The 3D printing techniques are ideal solutions to complex structures [27,28,29], but their application to acoustic structures is still at an early stage with very limited literature. Selective Laser Sintering (SLS), which is a powder-bed-fusion 3D printing process [30,31,32,33], has the potential [34,35,36] to rapidly fabricate the MPP structures by using various polymer materials in a single step without tooling or molding processes [37,38]. It fabricates 3D objects by using a CO₂ laser beam to sinter thermoplastic polymer powders by using each layer.

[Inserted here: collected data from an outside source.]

use axum_food_delivery_api::{
    dto::{
        cart::AddToCartRequest,
        orders::{CreateOrderRequest, CustomerInfo, OrderItemInput},
    },
    models::OrderStatus,
    services::{auth_service, cart_service, order_service},
};
use uuid::Uuid;

#[test]
fn forward_flow_reaches_delivered_and_stops() {
    let mut status = OrderStatus::Processing;
    let mut steps = Vec::new();
    while let Some(next) = status.next() {
        status = next;
        steps.push(status);
    }

    assert_eq!(
        steps,
        vec![
            OrderStatus::Preparing,
            OrderStatus::Enroute,
            OrderStatus::Delivered
        ]
    );
    assert!(status.is_terminal());
    assert_eq!(status.next(), None);
}

#[test]
fn cancelled_is_terminal() {
    assert!(OrderStatus::Cancelled.is_terminal());
    assert_eq!(OrderStatus::Cancelled.next(), None);
}

#[test]
fn status_parses_from_wire_strings() {
    for status in [
        OrderStatus::Processing,
        OrderStatus::Preparing,
        OrderStatus::Enroute,
        OrderStatus::Delivered,
        OrderStatus::Cancelled,
    ] {
        assert_eq!(status.as_str().parse::<OrderStatus>(), Ok(status));
    }

    assert!("bogus".parse::<OrderStatus>().is_err());
    assert!("Processing".parse::<OrderStatus>().is_err());
    assert!("".parse::<OrderStatus>().is_err());
}

#[test]
fn add_item_validation_reports_every_violation() {
    let payload = AddToCartRequest {
        meal_id: None,
        name: "  ".to_string(),
        price: Some(-5),
        image: String::new(),
        quantity: Some(0),
        seller_id: None,
    };

    let errors = cart_service::validate_add_item(&payload).unwrap_err();
    assert_eq!(errors.len(), 5, "expected all violations, got {errors:?}");
    assert!(errors.iter().any(|e| e.contains("Meal ID")));
    assert!(errors.iter().any(|e| e.contains("Meal name")));
    assert!(errors.iter().any(|e| e.contains("Price")));
    assert!(errors.iter().any(|e| e.contains("Image")));
    assert!(errors.iter().any(|e| e.contains("Quantity")));
}

#[test]
fn add_item_validation_accepts_a_full_payload() {
    let payload = AddToCartRequest {
        meal_id: Some(Uuid::new_v4()),
        name: " Koshari ".to_string(),
        price: Some(0),
        image: "/images/meals/koshari.jpg".to_string(),
        quantity: Some(1),
        seller_id: Some(Uuid::new_v4()),
    };

    let line = cart_service::validate_add_item(&payload).unwrap();
    assert_eq!(line.name, "Koshari");
    assert_eq!(line.price, 0);
    assert_eq!(line.quantity, 1);
}

#[test]
fn order_validation_collects_all_errors() {
    let payload = CreateOrderRequest {
        customer: CustomerInfo {
            name: String::new(),
            phone: "  ".to_string(),
            address: String::new(),
            notes: None,
        },
        items: Vec::new(),
        payment_method: String::new(),
    };

    let errors = order_service::validate_order(&payload);
    assert_eq!(errors.len(), 5, "expected all violations, got {errors:?}");
    assert!(errors.iter().any(|e| e.contains("Customer name")));
    assert!(errors.iter().any(|e| e.contains("Customer phone")));
    assert!(errors.iter().any(|e| e.contains("Delivery address")));
    assert!(errors.iter().any(|e| e.contains("at least one item")));
    assert!(errors.iter().any(|e| e.contains("Payment method")));
}

#[test]
fn order_validation_accepts_a_cart_snapshot() {
    let payload = CreateOrderRequest {
        customer: CustomerInfo {
            name: "A".to_string(),
            phone: "123".to_string(),
            address: "X".to_string(),
            notes: Some("ring twice".to_string()),
        },
        items: vec![OrderItemInput {
            meal_id: Uuid::new_v4(),
            name: "Koshari".to_string(),
            price: 100,
            quantity: 3,
            seller_id: None,
        }],
        payment_method: "cash".to_string(),
    };

    assert!(order_service::validate_order(&payload).is_empty());
}

#[test]
fn order_validation_rejects_bad_lines() {
    let payload = CreateOrderRequest {
        customer: CustomerInfo {
            name: "A".to_string(),
            phone: "123".to_string(),
            address: "X".to_string(),
            notes: None,
        },
        items: vec![OrderItemInput {
            meal_id: Uuid::new_v4(),
            name: "Koshari".to_string(),
            price: -1,
            quantity: 0,
            seller_id: None,
        }],
        payment_method: "cash".to_string(),
    };

    let errors = order_service::validate_order(&payload);
    assert!(errors.iter().any(|e| e.contains("quantity")));
    assert!(errors.iter().any(|e| e.contains("price")));
}

#[test]
fn email_shape_check() {
    assert!(auth_service::looks_like_email("a@b.co"));
    assert!(auth_service::looks_like_email("first.last@kitchen.example.org"));

    assert!(!auth_service::looks_like_email("plainaddress"));
    assert!(!auth_service::looks_like_email("@nodomain.com"));
    assert!(!auth_service::looks_like_email("user@nodot"));
    assert!(!auth_service::looks_like_email("user@domain."));
    assert!(!auth_service::looks_like_email("user name@domain.com"));
    assert!(!auth_service::looks_like_email("a@b@c.com"));
}
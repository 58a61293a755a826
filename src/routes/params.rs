use serde::Deserialize;
use utoipa::ToSchema;

#[derive(Debug, Deserialize, ToSchema)]
pub struct Pagination {
    pub page: Option<i64>,
    pub per_page: Option<i64>,
}

impl Pagination {
    pub fn normalize(&self) -> (i64, i64, i64) {
        let page = self.page.unwrap_or(1).max(1);
        let per_page = self.per_page.unwrap_or(20).clamp(1, 100);
        let offset = (page - 1) * per_page;
        (page, per_page, offset)
    }
}

#[derive(Debug, Deserialize, ToSchema)]
#[serde(rename_all = "snake_case")]
pub enum SortOrder {
    Asc,
    Desc,
}

#[derive(Debug, Deserialize, ToSchema)]
#[serde(rename_all = "snake_case")]
pub enum MealSortBy {
    CreatedAt,
    Price,
    Name,
}

#[derive(Debug, Deserialize, ToSchema)]
pub struct MealQuery {
    #[serde(flatten)]
    pub pagination: Pagination,
    pub q: Option<String>,
    pub category: Option<String>,
    pub sort_by: Option<MealSortBy>,
    pub sort_order: Option<SortOrder>,
}

#[derive(Debug, Deserialize, ToSchema)]
pub struct PopularQuery {
    pub limit: Option<u64>,
}

#[derive(Debug, Deserialize, ToSchema)]
pub struct OrderListQuery {
    #[serde(flatten)]
    pub pagination: Pagination,
    pub status: Option<String>,
    pub sort_order: Option<SortOrder>,
}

The cross sections of the parts are selectively sintered, while the un-sintered powders are served as supports and are highly recyclable [37]. A wide range of materials can be processed by SLS. One major advantage of SLS over other 3D printing techniques (e.g., Polyjet and SLA) is the exclusion of supporting structures to build complex objects such as hollow and overhang structures [39]. This support-free feature is ideal for fabricating complex hollow structures with multiple layers where conventional methods would require post-fabrication assembly to integrate individual components into multiple layers. The utilization of 3D printing techniques can facilitate the proof of concept of the designed acoustic structures by rapid manufacturing of prototypes [40]. It has great potential to expand for mass manufacturing in acoustic areas.

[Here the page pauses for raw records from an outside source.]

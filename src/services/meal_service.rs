use chrono::Utc;
use sea_orm::ActiveValue::NotSet;
use sea_orm::sea_query::Expr;
use sea_orm::sea_query::extension::postgres::PgExpr;
use sea_orm::{
    ActiveModelTrait, ColumnTrait, Condition, EntityTrait, PaginatorTrait, QueryFilter,
    QueryOrder, QuerySelect, Set,
};
use uuid::Uuid;

use crate::{
    audit::log_audit,
    dto::meals::{CategoryList, CreateMealRequest, MealList, UpdateMealRequest},
    entity::meals::{ActiveModel, Column, Entity as Meals, Model as MealModel},
    error::{AppError, AppResult},
    middleware::auth::AuthUser,
    models::Meal,
    response::{ApiResponse, Meta},
    routes::params::{MealQuery, MealSortBy, SortOrder},
    state::AppState,
};

const DEFAULT_IMAGE: &str = "/images/meals/default.jpg";
const DEFAULT_CATEGORY: &str = "main";

/// Checks name and price together and reports every violation at once.
/// Returns the validated price.
pub fn validate_meal(payload: &CreateMealRequest) -> Result<i64, Vec<String>> {
    let mut errors = Vec::new();

    if payload.name.trim().is_empty() {
        errors.push("Meal name is required".to_string());
    }
    match payload.price {
        None => errors.push("Price is required".to_string()),
        Some(price) if price < 0 => errors.push("Price must be a positive number".to_string()),
        _ => {}
    }

    match payload.price {
        Some(price) if errors.is_empty() => Ok(price),
        _ => Err(errors),
    }
}

pub async fn list_meals(state: &AppState, query: MealQuery) -> AppResult<ApiResponse<MealList>> {
    let (page, limit, offset) = query.pagination.normalize();
    let mut condition = Condition::all();

    if let Some(search) = query.q.as_ref().filter(|s| !s.is_empty()) {
        let pattern = format!("%{}%", search);
        condition = condition.add(
            Condition::any()
                .add(Expr::col(Column::Name).ilike(pattern.clone()))
                .add(Expr::col(Column::Description).ilike(pattern)),
        );
    }

    if let Some(category) = query.category.as_ref().filter(|c| !c.is_empty()) {
        // ILIKE without wildcards: case-insensitive category match.
        condition = condition.add(Expr::col(Column::Category).ilike(category.clone()));
    }

    let sort_by = query.sort_by.unwrap_or(MealSortBy::CreatedAt);
    let sort_order = query.sort_order.unwrap_or(SortOrder::Desc);
    let sort_col = match sort_by {
        MealSortBy::CreatedAt => Column::CreatedAt,
        MealSortBy::Price => Column::Price,
        MealSortBy::Name => Column::Name,
    };

    let mut finder = Meals::find().filter(condition);
    finder = match sort_order {
        SortOrder::Asc => finder.order_by_asc(sort_col),
        SortOrder::Desc => finder.order_by_desc(sort_col),
    };

    let total = finder.clone().count(&state.orm).await? as i64;

    let items = finder
        .limit(limit as u64)
        .offset(offset as u64)
        .all(&state.orm)
        .await?
        .into_iter()
        .map(meal_from_entity)
        .collect();

    let meta = Meta::new(page, limit, total);
    Ok(ApiResponse::success("Meals", MealList { items }, Some(meta)))
}

pub async fn list_categories(state: &AppState) -> AppResult<ApiResponse<CategoryList>> {
    let items: Vec<String> = Meals::find()
        .select_only()
        .column(Column::Category)
        .distinct()
        .order_by_asc(Column::Category)
        .into_tuple()
        .all(&state.orm)
        .await?;

    Ok(ApiResponse::success(
        "Categories",
        CategoryList { items },
        Some(Meta::empty()),
    ))
}

/// Oldest meals first, as the storefront's placeholder popularity rule.
pub async fn popular_meals(state: &AppState, limit: u64) -> AppResult<ApiResponse<MealList>> {
    let items = Meals::find()
        .order_by_asc(Column::CreatedAt)
        .limit(limit)
        .all(&state.orm)
        .await?
        .into_iter()
        .map(meal_from_entity)
        .collect();

    Ok(ApiResponse::success(
        "Popular meals",
        MealList { items },
        Some(Meta::empty()),
    ))
}

pub async fn get_meal(state: &AppState, id: Uuid) -> AppResult<ApiResponse<Meal>> {
    let result = Meals::find_by_id(id)
        .one(&state.orm)
        .await?
        .map(meal_from_entity);
    let result = match result {
        Some(m) => m,
        None => return Err(AppError::NotFound),
    };
    Ok(ApiResponse::success("Meal", result, None))
}

pub async fn create_meal(
    state: &AppState,
    user: &AuthUser,
    payload: CreateMealRequest,
) -> AppResult<ApiResponse<Meal>> {
    let price = validate_meal(&payload).map_err(AppError::Validation)?;

    let id = Uuid::new_v4();
    let active = ActiveModel {
        id: Set(id),
        name: Set(payload.name.trim().to_string()),
        description: Set(payload.description.unwrap_or_default()),
        price: Set(price),
        image: Set(payload.image.unwrap_or_else(|| DEFAULT_IMAGE.to_string())),
        category: Set(payload
            .category
            .unwrap_or_else(|| DEFAULT_CATEGORY.to_string())),
        user_id: Set(user.user_id),
        created_at: NotSet,
    };
    let meal = active.insert(&state.orm).await?;

    log_audit(
        state,
        Some(user.user_id),
        "meal_create",
        Some("meals"),
        Some(serde_json::json!({ "meal_id": meal.id })),
    )
    .await;

    Ok(ApiResponse::success(
        "Meal created",
        meal_from_entity(meal),
        Some(Meta::empty()),
    ))
}

pub async fn update_meal(
    state: &AppState,
    user: &AuthUser,
    id: Uuid,
    payload: UpdateMealRequest,
) -> AppResult<ApiResponse<Meal>> {
    let existing = Meals::find_by_id(id).one(&state.orm).await?;
    let existing = match existing {
        Some(m) => m,
        None => return Err(AppError::NotFound),
    };
    ensure_owner(&existing, user)?;

    if let Some(price) = payload.price {
        if price < 0 {
            return Err(AppError::Validation(vec![
                "Price must be a positive number".to_string(),
            ]));
        }
    }
    if let Some(name) = payload.name.as_ref() {
        if name.trim().is_empty() {
            return Err(AppError::Validation(vec![
                "Meal name is required".to_string(),
            ]));
        }
    }

    let mut active: ActiveModel = existing.into();
    if let Some(name) = payload.name {
        active.name = Set(name.trim().to_string());
    }
    if let Some(description) = payload.description {
        active.description = Set(description);
    }
    if let Some(price) = payload.price {
        active.price = Set(price);
    }
    if let Some(image) = payload.image {
        active.image = Set(image);
    }
    if let Some(category) = payload.category {
        active.category = Set(category);
    }

    let meal = active.update(&state.orm).await?;

    log_audit(
        state,
        Some(user.user_id),
        "meal_update",
        Some("meals"),
        Some(serde_json::json!({ "meal_id": meal.id })),
    )
    .await;

    Ok(ApiResponse::success(
        "Updated",
        meal_from_entity(meal),
        Some(Meta::empty()),
    ))
}

pub async fn delete_meal(
    state: &AppState,
    user: &AuthUser,
    id: Uuid,
) -> AppResult<ApiResponse<serde_json::Value>> {
    let existing = Meals::find_by_id(id).one(&state.orm).await?;
    let existing = match existing {
        Some(m) => m,
        None => return Err(AppError::NotFound),
    };
    ensure_owner(&existing, user)?;

    Meals::delete_by_id(id).exec(&state.orm).await?;

    log_audit(
        state,
        Some(user.user_id),
        "meal_delete",
        Some("meals"),
        Some(serde_json::json!({ "meal_id": id })),
    )
    .await;

    Ok(ApiResponse::success(
        "Deleted",
        serde_json::json!({}),
        Some(Meta::empty()),
    ))
}

/// Only the seller who created a meal may mutate it.
fn ensure_owner(meal: &MealModel, user: &AuthUser) -> Result<(), AppError> {
    if meal.user_id != user.user_id {
        return Err(AppError::Forbidden);
    }
    Ok(())
}

fn meal_from_entity(model: MealModel) -> Meal {
    Meal {
        id: model.id,
        name: model.name,
        description: model.description,
        price: model.price,
        image: model.image,
        category: model.category,
        user_id: model.user_id,
        created_at: model.created_at.with_timezone(&Utc),
    }
}
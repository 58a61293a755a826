use axum_food_delivery_api::routes::health::health_check;

#[tokio::test]
async fn health_check_returns_ok() {
    let response = health_check().await;
    assert_eq!(response.0.message, "Health check");

    let data = response.0.data.expect("health data");
    assert_eq!(data.status, "ok");
    assert_eq!(data.service, "axum-food-delivery-api");
}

In this study, multi-layer MPPs for tunable wideband sound absorptions were designed and manufactured. The SLS technology has been introduced for the first time. To the best of the authors’ knowledge, this technology manufactures polymeric multi-layer structures with perforations in a single step without the need of subtractive manufacturing and multi-structure assembly. The parameters of the structures in this study were designed for damping major traffic noises at a low frequency of around 1000 Hz [41]. The effects of geometric parameters on the absorption coefficient and the frequency range were predicted by theories and numerical simulations, and were further evaluated by the experiments. Furthermore, an optimization method by maximizing the area under the sound absorption curve at the target frequency range was introduced to design the structural parameters of the effective, acoustic absorption devices. The optimization methods were validated experimentally by the optimized multi-layer structures that were rapidly manufactured by SLS.

2. Materials and Methods

2.1. Theoretical and Numerical Methods

In this study, the acoustic absorption of the MPP is predicted by Maa’s theory [1,2,3]. The theory summarizes that the absorption coefficient and the effective frequency range are independent of materials but dependent on the geometric dimensions of the MPP. The thickness of the panel t, the perforation diameter d, the perforation ratio p, and the air gap distance D are the geometric variables determining the absorption efficiency at a given frequency. Figure 1 shows the schematic configuration of a single-layer MPP and the parameters t, d, and D.

Acoustic waves are small harmonic variations of pressure in a fluid, which are superimposed on a background pressure. The fundamental equation governing this sound wave propagation in a short tube is shown below [3,42,43].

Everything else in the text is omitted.